> _WHAT IS REQUIRED_: What are the lines of the listing below, word for word, from the first down to the one that contains "let input_ref = NodeRef::<leptos::html::Input>::new();"?

> _DATA FOR THE TASK_:
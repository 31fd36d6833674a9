use leptos::ev::KeyboardEvent;
use leptos::prelude::*;

use crate::session::EditorSession;

/// Inline text box over the canvas for renaming a node or edge.
///
/// Enter or leaving the box commits, Escape cancels.
#[component]
pub fn LabelEditor() -> impl IntoView {
	let session = EditorSession::expect();
	let input_ref = NodeRef::<leptos::html::Input>::new();
	let value = RwSignal::new(String::new());

	// the box follows its element while the view moves; only a new target resets it
	let opened = Memo::new(move |_| {
		session
			.editing
			.with(|e| e.as_ref().map(|t| (t.id.clone(), t.value.clone())))
	});
	Effect::new(move |_| {
		if let Some((_, initial)) = opened.get() {
			value.set(initial);
			if let Some(input) = input_ref.get() {
				let _ = input.focus();
				input.select();
			}
		}
	});

	let on_keydown = move |ev: KeyboardEvent| match ev.key().as_str() {
		"Enter" if !ev.shift_key() => {
			ev.prevent_default();
			session.commit_edit(&value.get_untracked());
		}
		"Escape" => {
			ev.prevent_default();
			session.cancel_edit();
		}
		_ => {}
	};

	let style = move || {
		session
			.editing
			.with(|e| {
				e.as_ref()
					.map(|t| format!("left: {}px; top: {}px;", t.x - 150.0, t.y - 18.0))
			})
			.unwrap_or_else(|| "display: none;".to_string())
	};

	view! {
		<div class="label-editor" style=style>
			<input
				node_ref=input_ref
				type="text"
				placeholder="Edit label"
				prop:value=move || value.get()
				on:input=move |ev| value.set(event_target_value(&ev))
				on:keydown=on_keydown
				on:blur=move |_| session.commit_edit(&value.get_untracked())
				on:mousedown=|ev| ev.stop_propagation()
				on:dblclick=|ev| ev.stop_propagation()
			/>
		</div>
	}
}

> _EXERCISE RESULT_:
repository 31fd36d6833674a9
use leptos::ev::KeyboardEvent;
use leptos::prelude::*;

use crate::session::EditorSession;

/// Inline text box over the canvas for renaming a node or edge.
///
/// Enter or leaving the box commits, Escape cancels.
#[component]
pub fn LabelEditor() -> impl IntoView {
	let session = EditorSession::expect();
	let input_ref = NodeRef::<leptos::html::Input>::new();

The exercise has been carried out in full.